We're in the process of buying a 21ft. Trophy with a cuddy/potty and will be spending weekends on the boat. We found a nice propane double burner stove on sale at Sports Authority Thursday night for 19.99. 

Hubster had National Guard this weekend so I spend the weekend surfing this forum ((which I LOVE!)) and various camping sites and found some wonderful camping recipes at KOA.com. Our first 3 day/2 night trip is planned for Aug 25-27. I'm hoping we cook nothing but fresh fish but we must plan for badluck, I guess. Some of the recipes are very simple and most can be mixed and packaged in foil at home and put on ice. 

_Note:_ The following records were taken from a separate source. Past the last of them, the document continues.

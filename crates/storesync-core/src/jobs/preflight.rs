//! Preflight: refresh snapshots and size up the sync workload

use std::collections::BTreeMap;
use std::sync::Arc;

use async_trait::async_trait;
use futures::future::join_all;
use serde::{Deserialize, Serialize};

use super::{JobContext, JobExecutor};
use crate::diff::diff_snapshots;
use crate::error::{Error, Result};
use crate::models::{Field, Snapshot, Store, SyncJob};
use crate::storefront::{capture_snapshot, StorefrontRegistry};

/// Work needed to bring `target_store` in line with `source_store`.
#[derive(Debug, Clone, PartialEq, Eq, Serialize, Deserialize)]
pub struct DirectionWorkload {
    pub source_store: Store,
    pub target_store: Store,
    pub entries: usize,
    pub field_diffs: usize,
    pub new_locales: usize,
    pub skipped: usize,
}

#[derive(Debug, Clone, Default, PartialEq, Eq, Serialize, Deserialize)]
pub struct Workload {
    pub directions: Vec<DirectionWorkload>,
}

/// A fetched locale whose remote values already exceed the store limits.
#[derive(Debug, Clone, PartialEq, Eq, Serialize, Deserialize)]
pub struct OverLimitLocale {
    pub store: Store,
    pub locale: String,
    pub fields: Vec<Field>,
}

/// Summary stored on a finished preflight job.
#[derive(Debug, Clone, PartialEq, Eq, Serialize, Deserialize)]
pub struct PreflightSummary {
    /// Locale count per refreshed store
    pub fetched: BTreeMap<Store, usize>,
    #[serde(default)]
    pub over_limit: Vec<OverLimitLocale>,
    pub workload: Option<Workload>,
}

pub struct PreflightExecutor {
    registry: Arc<StorefrontRegistry>,
}

impl PreflightExecutor {
    pub fn new(registry: Arc<StorefrontRegistry>) -> Self {
        Self { registry }
    }

    fn workload(
        snapshots: &BTreeMap<Store, Snapshot>,
        source_store: Option<Store>,
    ) -> Workload {
        let sources = source_store.map_or_else(|| Store::ALL.to_vec(), |store| vec![store]);
        let directions = sources
            .into_iter()
            .filter_map(|source_store| {
                let target_store = source_store.counterpart();
                let report = diff_snapshots(
                    snapshots.get(&source_store)?,
                    snapshots.get(&target_store)?,
                );
                Some(DirectionWorkload {
                    source_store,
                    target_store,
                    entries: report.entries.len(),
                    field_diffs: report.field_diff_count(),
                    new_locales: report.new_locale_count(),
                    skipped: report.skipped.len(),
                })
            })
            .collect();
        Workload { directions }
    }
}

#[async_trait]
impl JobExecutor for PreflightExecutor {
    async fn execute(&self, job: SyncJob, context: JobContext) -> Result<serde_json::Value> {
        let app_id = job.app_id.as_str();
        let repo = context.repo();

        let mut storefronts = Vec::new();
        for store in job.scope.stores() {
            let storefront = self.registry.get(app_id, store).ok_or_else(|| {
                Error::InvalidInput(format!("no {store} client configured for {app_id}"))
            })?;
            storefronts.push(storefront);
        }

        context.log(format!("Fetching {} storefront(s)", storefronts.len()));
        let captured = join_all(
            storefronts
                .iter()
                .map(|storefront| capture_snapshot(storefront.as_ref())),
        )
        .await;

        let mut fetched = BTreeMap::new();
        let mut over_limit = Vec::new();
        let mut snapshots = BTreeMap::new();
        for snapshot in captured {
            let snapshot = snapshot?;
            let store = snapshot.store;
            context.log(format!("Fetched {} {store} locales", snapshot.locales.len()));
            for detail in snapshot.locales.values() {
                let fields = detail.over_limit();
                if !fields.is_empty() {
                    context.log(format!(
                        "{store} {} exceeds limits: {}",
                        detail.locale,
                        fields
                            .iter()
                            .map(|field| field.as_str())
                            .collect::<Vec<_>>()
                            .join(", ")
                    ));
                    over_limit.push(OverLimitLocale {
                        store,
                        locale: detail.locale.clone(),
                        fields,
                    });
                }
            }
            repo.replace_locale_details(app_id, &snapshot)?;
            repo.replace_locales(app_id, store, &snapshot.locale_codes())?;
            fetched.insert(store, snapshot.locales.len());
            snapshots.insert(store, snapshot);
        }

        let workload = if job.payload.compute_workload {
            for store in Store::ALL {
                if !snapshots.contains_key(&store) {
                    if let Some(snapshot) = repo.load_snapshot(app_id, store)? {
                        snapshots.insert(store, snapshot);
                    }
                }
            }
            let workload = Self::workload(&snapshots, job.payload.source_store);
            if workload.directions.is_empty() {
                context.log("Workload skipped: both storefronts need a snapshot");
            }
            for direction in &workload.directions {
                context.log(format!(
                    "{} -> {}: {} locale(s), {} field diff(s), {} new locale(s)",
                    direction.source_store,
                    direction.target_store,
                    direction.entries,
                    direction.field_diffs,
                    direction.new_locales
                ));
            }
            Some(workload)
        } else {
            None
        };

        Ok(serde_json::to_value(PreflightSummary {
            fetched,
            over_limit,
            workload,
        })?)
    }
}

I hope you can find things that you'll, too, find useful!! 

Great fishing to ya, P'cola!!


----------



## AUradar (Oct 1, 2007)

For camping I've started preparing my meats (season, marnate, etc) ahead of time and put them in vacumm sealed bags for each meal. The vacumm sealed bags works great, expecially when throwing them in the cooler.No mess, no leaks, each bag is a meal, very easy.

One easy thing to make on a colman is beef tips and rice. I use ribeys (fancy) and cut them up in cubes. Season with salt, pepper, garlic, oinion powder and "fry" them in a little bit of olive oil and garlic. Take meat out and put in a bit of water in the pan, beef boilun cube, some butter, and salt/pepper/garlic/onion powder. Makes a great dipping sauce. Actually, I put the rice in the bowl, top with the beef tips, and then soak with the sauce. Would work great on a boat as the meal is in a bowl and doesn't require a knife to cut anything.

man thats good, making me hungry already.


----------